• **RECORDED DATA**
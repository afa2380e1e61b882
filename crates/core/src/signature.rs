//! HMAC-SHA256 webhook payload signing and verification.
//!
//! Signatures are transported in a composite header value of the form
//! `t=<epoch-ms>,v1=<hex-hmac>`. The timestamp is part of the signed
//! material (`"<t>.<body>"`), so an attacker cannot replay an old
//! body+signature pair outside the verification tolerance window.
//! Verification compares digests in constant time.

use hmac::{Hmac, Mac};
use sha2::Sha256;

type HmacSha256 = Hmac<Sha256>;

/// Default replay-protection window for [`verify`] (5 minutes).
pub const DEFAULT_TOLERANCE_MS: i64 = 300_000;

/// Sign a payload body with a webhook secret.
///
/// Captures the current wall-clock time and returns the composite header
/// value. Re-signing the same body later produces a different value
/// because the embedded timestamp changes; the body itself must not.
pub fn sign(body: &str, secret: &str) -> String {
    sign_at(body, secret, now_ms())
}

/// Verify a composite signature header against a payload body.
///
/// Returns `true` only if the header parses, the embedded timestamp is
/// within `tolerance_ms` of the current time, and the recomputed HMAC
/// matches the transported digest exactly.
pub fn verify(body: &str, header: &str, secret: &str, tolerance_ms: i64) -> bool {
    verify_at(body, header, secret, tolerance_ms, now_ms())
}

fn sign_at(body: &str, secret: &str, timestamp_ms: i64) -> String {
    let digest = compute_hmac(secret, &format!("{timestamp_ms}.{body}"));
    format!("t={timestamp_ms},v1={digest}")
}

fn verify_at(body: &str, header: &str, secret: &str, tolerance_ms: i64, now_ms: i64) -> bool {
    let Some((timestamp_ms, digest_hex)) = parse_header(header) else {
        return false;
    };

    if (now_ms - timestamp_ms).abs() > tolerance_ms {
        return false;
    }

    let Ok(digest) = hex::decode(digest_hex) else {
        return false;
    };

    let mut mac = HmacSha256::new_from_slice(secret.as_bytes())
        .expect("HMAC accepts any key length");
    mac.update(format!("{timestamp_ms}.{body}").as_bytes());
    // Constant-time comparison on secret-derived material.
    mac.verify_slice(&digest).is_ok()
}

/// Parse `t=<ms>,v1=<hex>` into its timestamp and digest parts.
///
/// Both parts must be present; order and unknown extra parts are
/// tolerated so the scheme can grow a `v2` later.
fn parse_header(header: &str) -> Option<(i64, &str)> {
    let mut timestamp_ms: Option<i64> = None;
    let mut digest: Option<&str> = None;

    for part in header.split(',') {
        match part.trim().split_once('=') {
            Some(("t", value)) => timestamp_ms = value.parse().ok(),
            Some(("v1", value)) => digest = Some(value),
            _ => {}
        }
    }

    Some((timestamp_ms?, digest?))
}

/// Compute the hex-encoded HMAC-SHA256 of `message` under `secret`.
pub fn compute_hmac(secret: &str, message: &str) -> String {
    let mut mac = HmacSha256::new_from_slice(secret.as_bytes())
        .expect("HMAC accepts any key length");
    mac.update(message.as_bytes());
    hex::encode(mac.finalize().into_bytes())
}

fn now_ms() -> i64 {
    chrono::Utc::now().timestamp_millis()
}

--

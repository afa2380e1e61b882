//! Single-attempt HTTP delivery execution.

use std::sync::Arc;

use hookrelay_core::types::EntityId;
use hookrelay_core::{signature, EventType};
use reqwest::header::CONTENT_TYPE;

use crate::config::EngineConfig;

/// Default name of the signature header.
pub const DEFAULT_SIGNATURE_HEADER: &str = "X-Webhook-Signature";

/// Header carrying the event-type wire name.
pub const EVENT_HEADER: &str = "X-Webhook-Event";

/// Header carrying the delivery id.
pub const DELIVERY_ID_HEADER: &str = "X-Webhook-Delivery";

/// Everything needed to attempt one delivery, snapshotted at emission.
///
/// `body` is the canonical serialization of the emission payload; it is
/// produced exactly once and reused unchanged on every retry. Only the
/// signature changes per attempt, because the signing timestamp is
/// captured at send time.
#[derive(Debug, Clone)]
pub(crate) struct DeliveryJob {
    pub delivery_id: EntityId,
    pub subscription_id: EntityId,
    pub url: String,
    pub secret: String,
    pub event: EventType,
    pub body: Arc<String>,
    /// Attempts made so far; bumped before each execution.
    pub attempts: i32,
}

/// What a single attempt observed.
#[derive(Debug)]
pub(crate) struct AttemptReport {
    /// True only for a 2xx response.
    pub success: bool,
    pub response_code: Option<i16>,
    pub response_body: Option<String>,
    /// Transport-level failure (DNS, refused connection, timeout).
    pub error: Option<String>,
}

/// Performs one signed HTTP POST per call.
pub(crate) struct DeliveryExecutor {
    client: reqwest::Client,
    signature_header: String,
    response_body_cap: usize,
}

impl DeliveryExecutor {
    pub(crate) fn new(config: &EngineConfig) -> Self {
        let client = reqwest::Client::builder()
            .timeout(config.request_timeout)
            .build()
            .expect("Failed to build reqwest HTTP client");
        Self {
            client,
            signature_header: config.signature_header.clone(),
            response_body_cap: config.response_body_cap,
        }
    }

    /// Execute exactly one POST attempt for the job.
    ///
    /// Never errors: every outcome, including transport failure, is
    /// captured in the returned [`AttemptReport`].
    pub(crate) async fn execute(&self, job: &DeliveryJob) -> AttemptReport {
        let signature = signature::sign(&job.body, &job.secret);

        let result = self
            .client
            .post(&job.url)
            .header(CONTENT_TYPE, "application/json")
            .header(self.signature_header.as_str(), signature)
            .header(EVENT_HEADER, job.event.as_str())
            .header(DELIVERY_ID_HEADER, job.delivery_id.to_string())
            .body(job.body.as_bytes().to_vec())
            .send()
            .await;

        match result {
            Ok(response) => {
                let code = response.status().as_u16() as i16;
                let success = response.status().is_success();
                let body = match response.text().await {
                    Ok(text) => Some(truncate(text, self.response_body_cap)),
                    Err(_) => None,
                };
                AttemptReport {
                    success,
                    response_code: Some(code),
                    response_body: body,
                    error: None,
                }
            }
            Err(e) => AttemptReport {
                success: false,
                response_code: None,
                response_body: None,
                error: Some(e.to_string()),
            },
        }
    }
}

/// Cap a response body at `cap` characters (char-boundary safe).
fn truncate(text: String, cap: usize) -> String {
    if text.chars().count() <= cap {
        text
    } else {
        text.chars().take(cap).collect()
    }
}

• **PROBLEM REQUIREMENTS**
Look through the data above and return each line where the string "status" occurs.

• **SOLUTION FOR THIS EXERCISE**
                let code = response.status().as_u16() as i16;
                let success = response.status().is_success();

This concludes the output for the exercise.